In February 2025, Schneider Electric received a patent for technology that uses AI to help prevent process safety hazards. The EcoStruxure Triconex Safety solution automatically or semi-automatically analyzes potential hazards in industrial processes in an attempt to prevent them. The project is part of Schneider’s initiative to bolster functional safety through artificial intelligence.
To get a better understanding of the bigger picture, from employee buy-in to data models, Schneider Electric’s senior director of offer management Chris Stogner provided Design & Development Today some insight. Stogner oversees Schneider’s AI advancements, the interview has been edited for length and clarity.
How will AI identification be fully implemented and used?
Artificial Intelligence has been dominating the news cycles for the last several years and there seems to be no stopping the momentum.
AI will touch most parts of human life and there is much speculation of what it will eventually be able to do. In heavy industries, manufacturing and automation companies are making substantial investments in order to create new and smarter ways of working. This is driven in part by the continuous need to drive efficiency, but also to address needs, like staffing challenges and employee safety.
Owner/operators in chemical, [oil and gas], and other heavy industries face challenging demographics in that there is an imbalance in the age of employees. There aren’t enough under 55 employees to replace those who will be retiring over the next 10 years. This problem can’t be solved by adding more people, so it must be solved by adding innovations—and this is where AI will be put to use.
Have there been any issues with employee buy-in?
Change management is always a challenge, however there is a willingness to adopt AI and other tools stemming from a digital transformation in process automation platforms. This isn’t necessarily the case when it comes to process safety. People who are specialists in this field tend to be very conservative in adopting new innovations, and with good reason. In a field where consequences of failure can lead to multiple fatalities, it’s better to get it right than to get it fast.

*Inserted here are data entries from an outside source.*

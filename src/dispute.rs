//! Disputed assignments and the majority vote that settles them.

use crate::coordination::coordinate;
use crate::message::Snapshot;
use crate::role::RoleKind;
use crate::CarName;
use itertools::Itertools;
use serde::{Deserialize, Serialize};
use smallvec::SmallVec;
use std::collections::{BTreeMap, BTreeSet};

/// Two competing assignments of a leader to the same arrival.
#[derive(Clone, Debug, PartialEq, Serialize, Deserialize)]
pub struct Dispute {
    /// The arrival whose leader is disputed.
    pub arrival: Snapshot,
    /// The cars known when the arrival was coordinated, excluding the arrival.
    pub members: Vec<Snapshot>,
    pub supervisor: CarName,
    pub supervisor_claim: Option<CarName>,
    pub backup: CarName,
    pub backup_claim: Option<CarName>,
}

impl Dispute {
    /// The name of the disputed arrival.
    pub fn disputed(&self) -> CarName {
        self.arrival.name
    }

    /// The cars present when the dispute was raised, all of which are entitled to vote.
    pub fn voters(&self) -> BTreeSet<CarName> {
        self.members
            .iter()
            .filter(|member| member.role != RoleKind::Infrastructure)
            .map(|member| member.name)
            .chain(std::iter::once(self.arrival.name))
            .collect()
    }

    /// Recomputes the assignment from the recorded membership.
    pub fn replay(&self, lies: bool) -> Option<CarName> {
        coordinate(&self.members, &self.arrival, lies)
    }

    /// The last known state of a car involved in the dispute.
    pub fn member(&self, name: CarName) -> Option<&Snapshot> {
        self.members.iter().find(|member| member.name == name)
    }

    /// The claimants whose claim disagrees with `leader`.
    fn losers(&self, leader: Option<CarName>) -> SmallVec<[CarName; 2]> {
        let mut losers = SmallVec::new();
        if self.supervisor_claim != leader {
            losers.push(self.supervisor);
        }
        if self.backup_claim != leader {
            losers.push(self.backup);
        }
        losers
    }
}

/// How a dispute was settled.
#[derive(Clone, Debug, PartialEq, Eq, Serialize, Deserialize)]
pub enum DisputeOutcome {
    /// A strict majority agreed on `leader`; the `faulty` claimants disagreed with it.
    Resolved {
        disputed: CarName,
        leader: Option<CarName>,
        faulty: SmallVec<[CarName; 2]>,
    },
    /// No candidate gathered a strict majority.
    Unresolved { disputed: CarName },
}

impl DisputeOutcome {
    pub fn disputed(&self) -> CarName {
        match self {
            DisputeOutcome::Resolved { disputed, .. } => *disputed,
            DisputeOutcome::Unresolved { disputed } => *disputed,
        }
    }
}

#[derive(Clone, Debug)]
struct OpenDispute {
    dispute: Dispute,
    voters: BTreeSet<CarName>,
    votes: BTreeMap<CarName, Option<CarName>>,
    ticks_left: u32,
}

impl OpenDispute {
    fn is_complete(&self) -> bool {
        self.voters.iter().all(|voter| self.votes.contains_key(voter))
    }

    fn outcome(&self) -> DisputeOutcome {
        let disputed = self.dispute.disputed();
        match tally(self.voters.len(), self.votes.values().copied()) {
            Some(leader) => DisputeOutcome::Resolved {
                disputed,
                leader,
                faulty: self.dispute.losers(leader),
            },
            None => DisputeOutcome::Unresolved { disputed },
        }
    }
}

/// Returns the candidate backed by strictly more than half of `voters`, if any.
pub fn tally(
    voters: usize,
    votes: impl IntoIterator<Item = Option<CarName>>,
) -> Option<Option<CarName>> {
    votes
        .into_iter()
        .counts()
        .into_iter()
        .find(|(_, count)| 2 * count > voters)
        .map(|(candidate, _)| candidate)
}

/// The disputes a car is following, keyed by the disputed arrival.
#[derive(Clone, Debug, Default)]
pub struct DisputeLedger {
    open: BTreeMap<CarName, OpenDispute>,
}

impl DisputeLedger {
    /// Starts tallying a dispute. Returns `false` if it is already open.
    pub fn open(&mut self, dispute: Dispute, timeout: u32) -> bool {
        let disputed = dispute.disputed();
        if self.open.contains_key(&disputed) {
            return false;
        }
        let voters = dispute.voters();
        self.open.insert(
            disputed,
            OpenDispute {
                dispute,
                voters,
                votes: BTreeMap::new(),
                ticks_left: timeout,
            },
        );
        true
    }

    pub fn is_open(&self, disputed: CarName) -> bool {
        self.open.contains_key(&disputed)
    }

    /// Records a vote. Votes on unknown disputes, from cars that were not
    /// present when the dispute was raised, or repeated votes are ignored.
    pub fn vote(&mut self, disputed: CarName, voter: CarName, leader: Option<CarName>) -> bool {
        match self.open.get_mut(&disputed) {
            Some(open) if open.voters.contains(&voter) && !open.votes.contains_key(&voter) => {
                open.votes.insert(voter, leader);
                true
            }
            _ => false,
        }
    }

    /// A voter has left; it will not vote.
    pub fn withdraw(&mut self, voter: CarName) {
        for open in self.open.values_mut() {
            if !open.votes.contains_key(&voter) {
                open.ticks_left = open.ticks_left.min(1);
            }
        }
    }

    /// Advances every open dispute by one tick, closing those with every vote
    /// in or with no time left.
    pub fn tick(&mut self) -> Vec<(Dispute, DisputeOutcome)> {
        let mut closed = vec![];
        for (disputed, open) in self.open.iter_mut() {
            open.ticks_left = open.ticks_left.saturating_sub(1);
            if open.is_complete() || open.ticks_left == 0 {
                closed.push(*disputed);
            }
        }
        closed
            .into_iter()
            .filter_map(|disputed| self.open.remove(&disputed))
            .map(|open| {
                let outcome = open.outcome();
                (open.dispute, outcome)
            })
            .collect()
    }
}
//! The stochastic arrival of cars at each lane.

use crate::geometry::Intention;
use rand::seq::SliceRandom;
use rand::Rng;
use rand_distr::{Distribution, Exp};

/// Exponentially distributed arrivals at one lane. An arrival that cannot be
/// admitted stays pending until it can.
#[derive(Clone, Debug)]
pub struct ArrivalProcess {
    lane: u8,
    interarrival: Exp<f64>,
    /// Time until the next arrival, in s.
    wait: f64,
    pending: Option<Intention>,
}

impl ArrivalProcess {
    /// Creates an arrival process with `rate` arrivals per second, or `None`
    /// if the rate is not positive.
    pub fn new(lane: u8, rate: f64, rng: &mut impl Rng) -> Option<Self> {
        if !(rate > 0.0) {
            return None;
        }
        let interarrival = Exp::new(rate).ok()?;
        let wait = interarrival.sample(rng);
        Some(Self {
            lane,
            interarrival,
            wait,
            pending: None,
        })
    }

    pub fn lane(&self) -> u8 {
        self.lane
    }

    /// Advances the process by `dt` seconds and returns the intention of a car
    /// due to arrive, if any.
    pub fn poll(&mut self, dt: f64, rng: &mut impl Rng) -> Option<Intention> {
        if self.pending.is_none() {
            self.wait -= dt;
            if self.wait <= 0.0 {
                self.wait += self.interarrival.sample(rng);
                self.pending = Intention::ALL.choose(rng).copied();
            }
        }
        self.pending
    }

    /// The pending arrival has been admitted.
    pub fn admitted(&mut self) {
        self.pending = None;
    }
}

#[cfg(test)]
mod test {
    use super::*;
    use rand::rngs::StdRng;
    use rand::SeedableRng;

    #[test]
    fn zero_rate_disables_arrivals() {
        let mut rng = StdRng::seed_from_u64(0);
        assert!(ArrivalProcess::new(0, 0.0, &mut rng).is_none());
        assert!(ArrivalProcess::new(0, -1.0, &mut rng).is_none());
    }

    #[test]
    fn arrival_stays_pending_until_admitted() {
        let mut rng = StdRng::seed_from_u64(3);
        let mut process = ArrivalProcess::new(2, 5.0, &mut rng).unwrap();
        let mut arrival = None;
        for _ in 0..10_000 {
            arrival = process.poll(0.05, &mut rng);
            if arrival.is_some() {
                break;
            }
        }
        assert!(arrival.is_some());
        assert_eq!(process.poll(0.05, &mut rng), arrival);
        process.admitted();
        assert_eq!(process.lane(), 2);
    }

    #[test]
    fn mean_rate_is_respected() {
        let mut rng = StdRng::seed_from_u64(11);
        let mut process = ArrivalProcess::new(0, 0.5, &mut rng).unwrap();
        let mut count = 0;
        // 2000 s of simulated time
        for _ in 0..40_000 {
            if process.poll(0.05, &mut rng).is_some() {
                process.admitted();
                count += 1;
            }
        }
        assert!((800..1200).contains(&count), "{} arrivals", count);
    }
}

However, the skilled workforce demographics are particularly challenging in process safety. There simply won’t be enough subject matter experts in this field in five to 10 years. In this case, new ways of working must be adopted in order to maintain safety. This is not a situation where the goal is to replace the human with a machine. People on these teams are going away through natural attrition. Rather, it is a situation in which AI will mitigate a lack of expertise and help maintain a level of safety which guarantees workers are safe in these critical and often hazardous industrial environments.
What data model is the data model built upon?

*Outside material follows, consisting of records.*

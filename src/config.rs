//! Simulation parameters.

use crate::util::Interval;
use serde::{Deserialize, Serialize};
use thiserror::Error;

/// An invalid simulation configuration.
#[derive(Debug, Error)]
pub enum ConfigError {
    #[error("time step must be positive, got {0}")]
    TimeStep(f64),

    #[error("{what} limits are empty: {min} > {max}")]
    EmptyLimits {
        what: &'static str,
        min: f64,
        max: f64,
    },

    #[error("{0} must be at least one tick")]
    ZeroCounter(&'static str),

    #[error("{what} must be non-negative, got {value}")]
    Negative { what: &'static str, value: f64 },

    #[error("could not parse configuration: {0}")]
    Parse(#[from] serde_json::Error),
}

/// Shorthand result type for configuration handling.
pub type ConfigResult<T> = Result<T, ConfigError>;

/// The parameters of a simulation.
#[derive(Clone, Debug, PartialEq, Serialize, Deserialize)]
#[serde(default)]
pub struct SimConfig {
    /// The duration of one tick in s.
    pub dt: f64,
    /// Physical limits shared by all vehicles.
    pub car: CarAttributes,
    /// Parameters of the car following law.
    pub follower: FollowerParams,
    /// Staleness counters of the coordination protocol.
    pub counters: CounterParams,
    /// The stochastic arrival process.
    pub arrivals: ArrivalParams,
    /// A new vehicle is not admitted while another is this close to its entry point, in px.
    pub entry_clearance: f64,
    /// Two vehicles whose centres are closer than this have collided, in px.
    pub collision_distance: f64,
    /// Whether a stationary infrastructure agent permanently supervises the intersection.
    pub centralized: bool,
}

/// The physical limits of a vehicle.
#[derive(Clone, Copy, Debug, PartialEq, Serialize, Deserialize)]
#[serde(default)]
pub struct CarAttributes {
    /// Allowed speeds in px/s.
    pub speed: Interval<f64>,
    /// Allowed accelerations in px/s<sup>2</sup>.
    pub acceleration: Interval<f64>,
    /// The speed at which vehicles enter, in px/s.
    pub initial_speed: f64,
}

/// Parameters of the car following law.
#[derive(Clone, Copy, Debug, PartialEq, Serialize, Deserialize)]
#[serde(default)]
pub struct FollowerParams {
    /// The gap to keep to the leader when stopped, in px.
    pub standstill_distance: f64,
    /// The additional gap to keep per unit of speed, in s.
    pub time_headway: f64,
    /// Gain on the gap error, in s<sup>-2</sup>.
    pub gap_gain: f64,
    /// Gain on the speed difference to the leader, in s<sup>-1</sup>.
    pub speed_gain: f64,
}

/// Staleness counters, all measured in ticks.
#[derive(Clone, Copy, Debug, PartialEq, Eq, Serialize, Deserialize)]
#[serde(default)]
pub struct CounterParams {
    /// Ticks without news from a registry member before it is forgotten.
    pub member_counter: u32,
    /// Ticks without news from the supervisor before its backup takes over.
    pub supervisor_counter: u32,
    /// Ticks without news from a leader before a follower stops following.
    pub following_counter: u32,
    /// Ticks an open dispute waits for missing votes.
    pub dispute_timeout: u32,
}

/// Parameters of the per-lane arrival process.
#[derive(Clone, Copy, Debug, PartialEq, Serialize, Deserialize)]
#[serde(default)]
pub struct ArrivalParams {
    /// Mean arrivals per lane per second; zero disables automatic arrivals.
    pub rate: f64,
    /// Seed of the arrival random number generator.
    pub seed: u64,
}

impl Default for SimConfig {
    fn default() -> Self {
        Self {
            dt: 0.05,
            car: CarAttributes::default(),
            follower: FollowerParams::default(),
            counters: CounterParams::default(),
            arrivals: ArrivalParams::default(),
            entry_clearance: 45.0,
            collision_distance: 20.0,
            centralized: false,
        }
    }
}

impl Default for CarAttributes {
    fn default() -> Self {
        Self {
            speed: Interval::new(0.0, 100.0),
            acceleration: Interval::new(-60.0, 30.0),
            initial_speed: 40.0,
        }
    }
}

impl Default for FollowerParams {
    fn default() -> Self {
        Self {
            standstill_distance: 140.0,
            time_headway: 0.5,
            gap_gain: 0.6,
            speed_gain: 1.2,
        }
    }
}

impl Default for CounterParams {
    fn default() -> Self {
        Self {
            member_counter: 8,
            supervisor_counter: 8,
            following_counter: 8,
            dispute_timeout: 12,
        }
    }
}

impl Default for ArrivalParams {
    fn default() -> Self {
        Self { rate: 0.0, seed: 0 }
    }
}

impl SimConfig {
    /// Parses and validates a configuration from JSON. Missing fields take their default values.
    pub fn from_json(json: &str) -> ConfigResult<Self> {
        let config: SimConfig = serde_json::from_str(json)?;
        config.validate()?;
        Ok(config)
    }

    /// Checks that the configuration describes a simulation that can run.
    pub fn validate(&self) -> ConfigResult<()> {
        if !(self.dt > 0.0) {
            return Err(ConfigError::TimeStep(self.dt));
        }
        for (what, limits) in [
            ("speed", self.car.speed),
            ("acceleration", self.car.acceleration),
        ] {
            if !limits.is_valid() {
                return Err(ConfigError::EmptyLimits {
                    what,
                    min: limits.min,
                    max: limits.max,
                });
            }
        }
        for (what, value) in [
            ("counters.member_counter", self.counters.member_counter),
            ("counters.supervisor_counter", self.counters.supervisor_counter),
            ("counters.following_counter", self.counters.following_counter),
            ("counters.dispute_timeout", self.counters.dispute_timeout),
        ] {
            if value == 0 {
                return Err(ConfigError::ZeroCounter(what));
            }
        }
        for (what, value) in [
            ("arrivals.rate", self.arrivals.rate),
            ("entry_clearance", self.entry_clearance),
            ("collision_distance", self.collision_distance),
            ("follower.standstill_distance", self.follower.standstill_distance),
            ("follower.time_headway", self.follower.time_headway),
        ] {
            if value < 0.0 || value.is_nan() {
                return Err(ConfigError::Negative { what, value });
            }
        }
        Ok(())
    }
}
// src/errors.rs
use actix_web::{HttpResponse, ResponseError, http::StatusCode};
use thiserror::Error;

#[derive(Error, Debug, Clone, PartialEq, Eq)]
pub enum TimeMachineError {
    #[error("Unreadable file: {0}")]
    UnreadableFile(String),

    /// Carries the message shown to the user verbatim.
    #[error("{0}")]
    TransformationFailed(String),

    #[error("Unknown era: {0}")]
    UnknownEra(String),

    #[error("A transformation is already in progress")]
    SessionBusy,

    #[error("Nothing to download: {0}")]
    NothingToDownload(String),

    #[error("Invalid embedded image: {0}")]
    InvalidEmbeddedImage(String),

    #[error("Configuration error: {0}")]
    Config(String),
}

impl TimeMachineError {
    fn kind(&self) -> &'static str {
        match self {
            TimeMachineError::UnreadableFile(_) => "Unreadable file",
            TimeMachineError::TransformationFailed(_) => "Transformation failed",
            TimeMachineError::UnknownEra(_) => "Unknown era",
            TimeMachineError::SessionBusy => "Session busy",
            TimeMachineError::NothingToDownload(_) => "Not found",
            TimeMachineError::InvalidEmbeddedImage(_) => "Image data error",
            TimeMachineError::Config(_) => "Configuration error",
        }
    }
}

impl ResponseError for TimeMachineError {
    fn status_code(&self) -> StatusCode {
        match self {
            TimeMachineError::UnreadableFile(_) | TimeMachineError::UnknownEra(_) => {
                StatusCode::BAD_REQUEST
            }
            TimeMachineError::TransformationFailed(_) => StatusCode::BAD_GATEWAY,
            TimeMachineError::SessionBusy => StatusCode::CONFLICT,
            TimeMachineError::NothingToDownload(_) => StatusCode::NOT_FOUND,
            TimeMachineError::InvalidEmbeddedImage(_) | TimeMachineError::Config(_) => {
                StatusCode::INTERNAL_SERVER_ERROR
            }
        }
    }

    fn error_response(&self) -> HttpResponse {
        HttpResponse::build(self.status_code()).json(serde_json::json!({
            "error": self.kind(),
            "message": self.to_string()
        }))
    }
}

#[cfg(test)]
mod tests {
    use super::*;

    #[test]
    fn transformation_failed_displays_bare_message() {
        let err = TimeMachineError::TransformationFailed("no image returned".to_string());
        assert_eq!(err.to_string(), "no image returned");
    }

    #[test]
    fn status_codes_follow_error_kind() {
        assert_eq!(
            TimeMachineError::UnreadableFile("x".into()).status_code(),
            StatusCode::BAD_REQUEST
        );
        assert_eq!(TimeMachineError::SessionBusy.status_code(), StatusCode::CONFLICT);
        assert_eq!(
            TimeMachineError::TransformationFailed("x".into()).status_code(),
            StatusCode::BAD_GATEWAY
        );
        assert_eq!(
            TimeMachineError::NothingToDownload("x".into()).status_code(),
            StatusCode::NOT_FOUND
        );
    }
}
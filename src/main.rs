// src/main.rs
use actix_web::{App, HttpServer, middleware, web};
use log::info;
use std::sync::Arc;

mod config;
mod eras;
mod errors;
mod handlers;
mod loading;
mod models;
mod services;

#[cfg(test)]
mod test_support;

use crate::config::Config;
use crate::services::{GeminiService, Session};

#[derive(Clone)]
pub struct AppState {
    pub session: Arc<Session>,
}

#[actix_web::main]
async fn main() -> anyhow::Result<()> {
    env_logger::init_from_env(env_logger::Env::new().default_filter_or("info"));

    info!("Starting Time Machine...");

    let config = Config::from_env()?;
    let gemini = Arc::new(GeminiService::new(&config)?);
    if config.request_timeout.is_none() {
        info!("No request timeout configured; transformations may wait indefinitely");
    }

    let app_state = AppState {
        session: Arc::new(Session::new(gemini)),
    };

    info!("Using model {} at {}", config.model, config.api_base_url);
    info!("Starting HTTP server on {}", config.bind_addr);

    HttpServer::new(move || {
        App::new()
            .app_data(web::Data::new(app_state.clone()))
            .wrap(middleware::Logger::default())
            .configure(handlers::routes)
    })
    .bind(&config.bind_addr)?
    .run()
    .await?;

    Ok(())
}
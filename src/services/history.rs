// src/services/history.rs
use crate::models::{EmbeddedImage, EraId, HistoryEntry};
use std::collections::VecDeque;
use uuid::Uuid;

pub const HISTORY_CAPACITY: usize = 10;

/// Most-recent-first record of successful transformations. Entries are
/// never edited or reordered; the oldest falls off once capacity is reached.
#[derive(Debug, Clone, Default)]
pub struct History {
    entries: VecDeque<HistoryEntry>,
}

impl History {
    pub fn new() -> Self {
        Self::default()
    }

    pub fn record(&mut self, era: EraId, image: EmbeddedImage, timestamp: i64) -> HistoryEntry {
        let entry = HistoryEntry {
            id: Uuid::new_v4(),
            era,
            image_url: image,
            timestamp,
        };
        self.entries.push_front(entry.clone());
        self.entries.truncate(HISTORY_CAPACITY);
        entry
    }

    pub fn get(&self, id: &Uuid) -> Option<&HistoryEntry> {
        self.entries.iter().find(|entry| &entry.id == id)
    }

    pub fn iter(&self) -> impl Iterator<Item = &HistoryEntry> {
        self.entries.iter()
    }
}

Schneider Electric’s patented AI model is built on reinforced learning. It is intended to automate a HAZOP (Hazards and Operability Study). This is a very time intensive process involving many subject matter experts in which they assess what could potentially go wrong in a plant environment and what must be done to prevent these undesirable outcomes. The tool works by having two agents, one trying to drive the plant to an unsafe state, while the other is trying to prevent it from going to the unsafe state.
As opposed to supervised learning or generative AI, reinforced learning has the benefit of not needing to be trained in advance. The agents try random changes to the system and either get a reward or not, depending on whether the goals were met. To contrast, imagine AI being applied to a game of chess. A supervised model would need to have some level of chess strategy programmed into it. In an unsupervised model, the agents try random moves and learn. Over numerous games, the agent would always know based on how the board was configured which move leads to the highest likelihood of winning the game.

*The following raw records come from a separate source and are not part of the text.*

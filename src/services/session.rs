// src/services/session.rs
//! The interactive session: current source picture, selected era, latest
//! result, error slot, history and the in-flight guard.
//!
//! Every transition runs under one lock acquisition and publishes a fresh
//! [`SessionSnapshot`] on a watch channel. The lock is never held across the
//! remote call, so the busy flag is the only thing standing between two
//! concurrent transformations; it is checked and set in the same critical
//! section that reads the source image.

use crate::eras;
use crate::errors::TimeMachineError;
use crate::loading::loading_message;
use crate::models::{
    DownloadPayload, EmbeddedImage, EraId, EraStyle, HistoryEntry, SessionSnapshot,
    TransformedImage,
};
use crate::services::gemini_service::Transformer;
use crate::services::history::History;
use crate::services::image_codec::ImageCodec;
use log::{debug, info, warn};
use std::sync::{Arc, Mutex, MutexGuard, PoisonError};
use std::time::Instant;
use tokio::sync::watch;
use uuid::Uuid;

pub const UNREADABLE_FILE_MESSAGE: &str = "Failed to load image. Please try another one.";
pub const UNEXPECTED_ERROR_MESSAGE: &str = "An unexpected error occurred during transformation.";
pub const INTERRUPTED_MESSAGE: &str = "The transformation was interrupted before it finished.";

#[derive(Debug)]
struct SessionState {
    source: Option<EmbeddedImage>,
    transformed: Option<TransformedImage>,
    selected_era: &'static EraStyle,
    busy_since: Option<Instant>,
    error: Option<String>,
    history: History,
    version: u64,
}

impl SessionState {
    fn new() -> Self {
        Self {
            source: None,
            transformed: None,
            selected_era: eras::default_era(),
            busy_since: None,
            error: None,
            history: History::new(),
            version: 0,
        }
    }

    fn is_busy(&self) -> bool {
        self.busy_since.is_some()
    }

    fn snapshot(&self) -> SessionSnapshot {
        SessionSnapshot {
            version: self.version,
            source_image: self.source.clone(),
            transformed_image: self.transformed.clone(),
            selected_era: *self.selected_era,
            busy: self.is_busy(),
            loading_message: self.busy_since.map(|since| loading_message(since.elapsed())),
            error: self.error.clone(),
            history: self.history.iter().cloned().collect(),
            can_reset: self.source.is_some() && !self.is_busy(),
            action_label: if self.transformed.is_some() {
                "Re-Travel Era"
            } else {
                "Start Time Warp"
            },
        }
    }
}

/// How a [`Session::start_transform`] call ended.
#[derive(Debug, Clone, PartialEq, Eq)]
pub enum TransformOutcome {
    /// No source image; nothing happened.
    NoSource,
    /// Another transformation is in flight; nothing happened.
    AlreadyBusy,
    Completed(HistoryEntry),
    Failed(String),
}

pub struct Session {
    transformer: Arc<dyn Transformer>,
    codec: ImageCodec,
    state: Mutex<SessionState>,
    updates: watch::Sender<SessionSnapshot>,
}

impl Session {
    pub fn new(transformer: Arc<dyn Transformer>) -> Self {
        let state = SessionState::new();
        let (updates, _) = watch::channel(state.snapshot());
        Self {
            transformer,
            codec: ImageCodec::new(),
            state: Mutex::new(state),
            updates,
        }
    }

    fn lock(&self) -> MutexGuard<'_, SessionState> {
        self.state.lock().unwrap_or_else(PoisonError::into_inner)
    }

    fn publish(&self, state: &mut SessionState) {
        state.version += 1;
        self.updates.send_replace(state.snapshot());
    }

    pub fn snapshot(&self) -> SessionSnapshot {
        self.lock().snapshot()
    }

    /// Receives a snapshot after every transition.
    pub fn subscribe(&self) -> watch::Receiver<SessionSnapshot> {
        self.updates.subscribe()
    }

    pub fn select_file(
        &self,
        data: &[u8],
        declared_media_type: Option<&str>,
    ) -> Result<(), TimeMachineError> {
        // Encoding can take a while for large pictures; keep it outside the lock.
        let image = match self.codec.encode(data, declared_media_type) {
            Ok(image) => image,
            Err(e) => return Err(self.reject_file(e)),
        };

        let mut state = self.lock();
        if state.is_busy() {
            return Err(TimeMachineError::SessionBusy);
        }
        debug!("Source image selected ({}, {} bytes)", image.media_type, data.len());
        state.source = Some(image);
        state.transformed = None;
        state.error = None;
        self.publish(&mut state);
        Ok(())
    }

    /// Records a file that could not become a source image. Only the error
    /// slot changes; while busy nothing changes and `SessionBusy` comes back.
    pub fn reject_file(&self, error: TimeMachineError) -> TimeMachineError {
        let mut state = self.lock();
        if state.is_busy() {
            return TimeMachineError::SessionBusy;
        }
        warn!("Could not load selected file: {}", error);
        state.error = Some(UNREADABLE_FILE_MESSAGE.to_string());
        self.publish(&mut state);
        error
    }

    pub fn select_era(&self, era: EraId) {
        let mut state = self.lock();
        state.selected_era = eras::era(era);
        debug!("Era selected: {}", era);
        self.publish(&mut state);
    }

    pub async fn start_transform(&self) -> TransformOutcome {
        let (source, era) = {
            let mut state = self.lock();
            let Some(source) = state.source.clone() else {
                return TransformOutcome::NoSource;
            };
            if state.is_busy() {
                return TransformOutcome::AlreadyBusy;
            }
            state.busy_since = Some(Instant::now());
            state.error = None;
            self.publish(&mut state);
            (source, state.selected_era)
        };

        let guard = BusyGuard::new(self);
        info!("Starting {} transformation", era.id);
        let result = self.transformer.transform(&source, era).await;

        match result {
            Ok(image) => {
                let timestamp = chrono::Utc::now().timestamp_millis();
                let entry = guard.settle(|state| {
                    state.transformed = Some(TransformedImage {
                        era: era.id,
                        image: image.clone(),
                    });
                    state.history.record(era.id, image, timestamp)
                });
                info!("{} transformation complete", era.id);
                TransformOutcome::Completed(entry)
            }
            Err(e) => {
                let mut message = e.to_string();
                if message.trim().is_empty() {
                    message = UNEXPECTED_ERROR_MESSAGE.to_string();
                }
                warn!("{} transformation failed: {}", era.id, message);
                let reported = message.clone();
                guard.settle(move |state| state.error = Some(reported));
                TransformOutcome::Failed(message)
            }
        }
    }

    pub fn reset(&self) -> Result<(), TimeMachineError> {
        let mut state = self.lock();
        if state.is_busy() {
            return Err(TimeMachineError::SessionBusy);
        }
        state.source = None;
        state.transformed = None;
        state.error = None;
        debug!("Session reset");
        self.publish(&mut state);
        Ok(())
    }

    pub fn download_result(&self) -> Result<DownloadPayload, TimeMachineError> {
        let transformed = self
            .lock()
            .transformed
            .clone()
            .ok_or_else(|| TimeMachineError::NothingToDownload("no transformed image yet".into()))?;
        self.codec.download_payload(&transformed.image, transformed.era)
    }

    pub fn download_history(&self, id: &Uuid) -> Result<DownloadPayload, TimeMachineError> {
        let entry = self
            .lock()
            .history
            .get(id)
            .cloned()
            .ok_or_else(|| TimeMachineError::NothingToDownload(format!("history entry {}", id)))?;
        self.codec.download_payload(&entry.image_url, entry.era)
    }

    /// Applies the outcome of the in-flight call and clears the busy flag.
    fn finish<R>(&self, apply: impl FnOnce(&mut SessionState) -> R) -> R {
        let mut state = self.lock();
        let out = apply(&mut *state);
        state.busy_since = None;
        self.publish(&mut state);
        out
    }
}

/// Clears the busy flag if the in-flight call never reports back, either
/// because its future was dropped or because the transformer panicked.
struct BusyGuard<'a> {
    session: &'a Session,
    armed: bool,
}

impl<'a> BusyGuard<'a> {
    fn new(session: &'a Session) -> Self {
        Self {
            session,
            armed: true,
        }
    }

    fn settle<R>(mut self, apply: impl FnOnce(&mut SessionState) -> R) -> R {
        self.armed = false;
        self.session.finish(apply)
    }
}

impl Drop for BusyGuard<'_> {
    fn drop(&mut self) {
        if self.armed {
            warn!("Transformation abandoned while in flight");
            self.session
                .finish(|state| state.error = Some(INTERRUPTED_MESSAGE.to_string()));
        }
    }
}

Through this process of automating the HAZOP, after numerous iterations the plant hazards can be defined as well as the most effective mitigating layers of protection.
What’s the next step?
Given the consequences of a potential failure, trust will need to be developed in AI tools to apply them to process safety work processes. This trust will take time, which means that we must act soon to take advantage of the time we have left before significant numbers of process safety experts retire. In the next few years, an AI tool can be used to check the results from the traditional HAZOP human-led methods. There will always be a need for someone competent in functional safety to sign off on the results, but once the tool is proven out then in the future that person can then sanity check the tool, rather than vice versa.
There is a perception that since HAZOPs are conducted by subject matter experts that it is an objective process. In reality, it is highly subjective, and different teams can come up with widely different results when assessing identical designs. This has proven out in large enterprises who have many near identical process units. Humans bring bias and personality into a process, whereas the AI will not. By combining the efforts and benefits of human expertise and artificial intelligence, we will ensure that industrial environments can continue to be both profitable and safe in the decades to come.